» **WHAT TO WORK ON**
Would you please restate every record exactly as written?

(EXTRACTED RECORDS begins)

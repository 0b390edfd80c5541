//! Error types for nbssh.
//!
//! [`SshError`] is the single error surfaced to callers. Its variants follow
//! the stages a client goes through: resolving the host, connecting the
//! socket, negotiating the session, authenticating, opening channels, and
//! moving bytes. "Would block" is never an error here; it is consumed by the
//! retry driver before anything reaches the caller.

use std::io;
use std::time::Duration;

use nbssh_io::DriveError;
use thiserror::Error;

use crate::engine::EngineError;

/// The main error type for nbssh operations.
#[derive(Debug, Error)]
pub enum SshError {
    /// The host name could not be resolved.
    #[error("failed to resolve host '{host}': {source}")]
    NameResolution {
        /// The host that could not be resolved.
        host: String,
        /// The underlying lookup error.
        #[source]
        source: io::Error,
    },

    /// The TCP connection was refused or the host is unreachable.
    #[error("failed to connect to {host}:{port}: {source}")]
    Connection {
        /// The host that could not be connected to.
        host: String,
        /// The port that was used.
        port: u16,
        /// The underlying socket error.
        #[source]
        source: io::Error,
    },

    /// Handshake or other session-level engine failure.
    #[error("SSH session error: {reason}")]
    Session {
        /// The reason for the session error.
        reason: String,
    },

    /// Every authentication method failed.
    #[error("authentication failed for {user}@{host}: {reason}")]
    Authentication {
        /// The user that failed to authenticate.
        user: String,
        /// The host being authenticated against.
        host: String,
        /// The reason for the failure.
        reason: String,
    },

    /// Opening a channel or requesting a PTY failed.
    #[error("SSH channel error: {reason}")]
    Channel {
        /// The reason for the channel error.
        reason: String,
    },

    /// Socket-level failure while reading, writing or waiting.
    #[error("transport error: {0}")]
    Transport(#[source] io::Error),

    /// An operation did not complete before its deadline.
    #[error("SSH operation timed out after {duration:?}")]
    Timeout {
        /// The duration that elapsed.
        duration: Duration,
    },

    /// Invalid configuration.
    #[error("configuration error: {message}")]
    Config {
        /// Description of the configuration error.
        message: String,
    },
}

/// Result type alias for nbssh operations.
pub type Result<T> = std::result::Result<T, SshError>;

impl SshError {
    /// Create a name resolution error.
    pub fn name_resolution(host: impl Into<String>, source: io::Error) -> Self {
        Self::NameResolution {
            host: host.into(),
            source,
        }
    }

    /// Create a connection error.
    pub fn connection(host: impl Into<String>, port: u16, source: io::Error) -> Self {
        Self::Connection {
            host: host.into(),
            port,
            source,
        }
    }

    /// Create a session error.
    pub fn session(reason: impl Into<String>) -> Self {
        Self::Session {
            reason: reason.into(),
        }
    }

    /// Create an authentication error.
    pub fn authentication(
        user: impl Into<String>,
        host: impl Into<String>,
        reason: impl Into<String>,
    ) -> Self {
        Self::Authentication {
            user: user.into(),
            host: host.into(),
            reason: reason.into(),
        }
    }

    /// Create a channel error.
    pub fn channel(reason: impl Into<String>) -> Self {
        Self::Channel {
            reason: reason.into(),
        }
    }

    /// Create a configuration error.
    pub fn config(message: impl Into<String>) -> Self {
        Self::Config {
            message: message.into(),
        }
    }

    /// Create a timeout error.
    #[must_use]
    pub const fn timeout(duration: Duration) -> Self {
        Self::Timeout { duration }
    }

    /// Convert the outcome of a driven engine call.
    ///
    /// Wait failures become [`SshError::Transport`] and deadlines become
    /// [`SshError::Timeout`]; engine failures are classified by `on_engine`.
    pub(crate) fn driven(
        err: DriveError<EngineError>,
        on_engine: impl FnOnce(EngineError) -> Self,
    ) -> Self {
        match err {
            DriveError::Engine(e) => on_engine(e),
            DriveError::Wait(e) => Self::Transport(e),
            DriveError::Timeout { duration } => Self::Timeout { duration },
            DriveError::Exhausted { attempts } => {
                Self::session(format!("operation still blocked after {attempts} attempts"))
            }
        }
    }

    /// Check if this is a timeout error.
    #[must_use]
    pub const fn is_timeout(&self) -> bool {
        matches!(self, Self::Timeout { .. })
    }

    /// Check if this is an authentication error.
    #[must_use]
    pub const fn is_authentication(&self) -> bool {
        matches!(self, Self::Authentication { .. })
    }

    /// Check if this error happened before the session was negotiated.
    #[must_use]
    pub const fn is_connect(&self) -> bool {
        matches!(self, Self::NameResolution { .. } | Self::Connection { .. })
    }
}

#[cfg(test)]
mod tests {
    use super::*;

    #[test]
    fn authentication_names_user_and_host() {
        let err = SshError::authentication("deploy", "db1.example.com", "no methods left");
        let msg = err.to_string();
        assert!(msg.contains("deploy@db1.example.com"));
        assert!(msg.contains("no methods left"));
        assert!(err.is_authentication());
    }

    #[test]
    fn connection_display() {
        let err = SshError::connection(
            "example.com",
            2222,
            io::Error::from(io::ErrorKind::ConnectionRefused),
        );
        assert!(err.to_string().contains("example.com:2222"));
        assert!(err.is_connect());
    }

    #[test]
    fn driven_maps_each_variant() {
        let err = SshError::driven(DriveError::Timeout { duration: Duration::from_secs(3) }, |_| {
            unreachable!()
        });
        assert!(err.is_timeout());

        let err = SshError::driven(DriveError::Wait(io::Error::other("poll failed")), |_| {
            unreachable!()
        });
        assert!(matches!(err, SshError::Transport(_)));

        let err = SshError::driven(
            DriveError::Engine(EngineError::failure(-18, "refused")),
            |e| SshError::channel(e.to_string()),
        );
        assert!(err.to_string().contains("refused"));
    }

    #[test]
    fn timeout_display() {
        let err = SshError::timeout(Duration::from_secs(5));
        assert!(err.to_string().contains("timed out"));
    }
}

(EXTRACTED RECORDS ends)

» **ANSWER SPACE**
repository 0b390edfd80c5541
//! Error types for nbssh.
//!
//! [`SshError`] is the single error surfaced to callers. Its variants follow
//! the stages a client goes through: resolving the host, connecting the
//! socket, negotiating the session, authenticating, opening channels, and
//! moving bytes. "Would block" is never an error here; it is consumed by the
//! retry driver before anything reaches the caller.

use std::io;
use std::time::Duration;

use nbssh_io::DriveError;
use thiserror::Error;

use crate::engine::EngineError;

/// The main error type for nbssh operations.
#[derive(Debug, Error)]
pub enum SshError {
    /// The host name could not be resolved.
    #[error("failed to resolve host '{host}': {source}")]
    NameResolution {
        /// The host that could not be resolved.
        host: String,
        /// The underlying lookup error.
        #[source]
        source: io::Error,
    },

    /// The TCP connection was refused or the host is unreachable.
    #[error("failed to connect to {host}:{port}: {source}")]
    Connection {
        /// The host that could not be connected to.
        host: String,
        /// The port that was used.
        port: u16,
        /// The underlying socket error.
        #[source]
        source: io::Error,
    },

    /// Handshake or other session-level engine failure.
    #[error("SSH session error: {reason}")]
    Session {
        /// The reason for the session error.
        reason: String,
    },

    /// Every authentication method failed.
    #[error("authentication failed for {user}@{host}: {reason}")]
    Authentication {
        /// The user that failed to authenticate.
        user: String,
        /// The host being authenticated against.
        host: String,
        /// The reason for the failure.
        reason: String,
    },

    /// Opening a channel or requesting a PTY failed.
    #[error("SSH channel error: {reason}")]
    Channel {
        /// The reason for the channel error.
        reason: String,
    },

    /// Socket-level failure while reading, writing or waiting.
    #[error("transport error: {0}")]
    Transport(#[source] io::Error),

    /// An operation did not complete before its deadline.
    #[error("SSH operation timed out after {duration:?}")]
    Timeout {
        /// The duration that elapsed.
        duration: Duration,
    },

    /// Invalid configuration.
    #[error("configuration error: {message}")]
    Config {
        /// Description of the configuration error.
        message: String,
    },
}

/// Result type alias for nbssh operations.
pub type Result<T> = std::result::Result<T, SshError>;

impl SshError {
    /// Create a name resolution error.
    pub fn name_resolution(host: impl Into<String>, source: io::Error) -> Self {
        Self::NameResolution {
            host: host.into(),
            source,
        }
    }

    /// Create a connection error.
    pub fn connection(host: impl Into<String>, port: u16, source: io::Error) -> Self {
        Self::Connection {
            host: host.into(),
            port,
            source,
        }
    }

    /// Create a session error.
    pub fn session(reason: impl Into<String>) -> Self {
        Self::Session {
            reason: reason.into(),
        }
    }

    /// Create an authentication error.
    pub fn authentication(
        user: impl Into<String>,
        host: impl Into<String>,
        reason: impl Into<String>,
    ) -> Self {
        Self::Authentication {
            user: user.into(),
            host: host.into(),
            reason: reason.into(),
        }
    }

    /// Create a channel error.
    pub fn channel(reason: impl Into<String>) -> Self {
        Self::Channel {
            reason: reason.into(),
        }
    }

    /// Create a configuration error.
    pub fn config(message: impl Into<String>) -> Self {
        Self::Config {
            message: message.into(),
        }
    }

    /// Create a timeout error.
    #[must_use]
    pub const fn timeout(duration: Duration) -> Self {
        Self::Timeout { duration }
    }

    /// Convert the outcome of a driven engine call.
    ///
    /// Wait failures become [`SshError::Transport`] and deadlines become
    /// [`SshError::Timeout`]; engine failures are classified by `on_engine`.
    pub(crate) fn driven(
        err: DriveError<EngineError>,
        on_engine: impl FnOnce(EngineError) -> Self,
    ) -> Self {
        match err {
            DriveError::Engine(e) => on_engine(e),
            DriveError::Wait(e) => Self::Transport(e),
            DriveError::Timeout { duration } => Self::Timeout { duration },
            DriveError::Exhausted { attempts } => {
                Self::session(format!("operation still blocked after {attempts} attempts"))
            }
        }
    }

    /// Check if this is a timeout error.
    #[must_use]
    pub const fn is_timeout(&self) -> bool {
        matches!(self, Self::Timeout { .. })
    }

    /// Check if this is an authentication error.
    #[must_use]
    pub const fn is_authentication(&self) -> bool {
        matches!(self, Self::Authentication { .. })
    }

    /// Check if this error happened before the session was negotiated.
    #[must_use]
    pub const fn is_connect(&self) -> bool {
        matches!(self, Self::NameResolution { .. } | Self::Connection { .. })
    }
}

#[cfg(test)]
mod tests {
    use super::*;

    #[test]
    fn authentication_names_user_and_host() {
        let err = SshError::authentication("deploy", "db1.example.com", "no methods left");
        let msg = err.to_string();
        assert!(msg.contains("deploy@db1.example.com"));
        assert!(msg.contains("no methods left"));
        assert!(err.is_authentication());
    }

    #[test]
    fn connection_display() {
        let err = SshError::connection(
            "example.com",
            2222,
            io::Error::from(io::ErrorKind::ConnectionRefused),
        );
        assert!(err.to_string().contains("example.com:2222"));
        assert!(err.is_connect());
    }

    #[test]
    fn driven_maps_each_variant() {
        let err = SshError::driven(DriveError::Timeout { duration: Duration::from_secs(3) }, |_| {
            unreachable!()
        });
        assert!(err.is_timeout());

        let err = SshError::driven(DriveError::Wait(io::Error::other("poll failed")), |_| {
            unreachable!()
        });
        assert!(matches!(err, SshError::Transport(_)));

        let err = SshError::driven(
            DriveError::Engine(EngineError::failure(-18, "refused")),
            |e| SshError::channel(e.to_string()),
        );
        assert!(err.to_string().contains("refused"));
    }

    #[test]
    fn timeout_display() {
        let err = SshError::timeout(Duration::from_secs(5));
        assert!(err.to_string().contains("timed out"));
    }
}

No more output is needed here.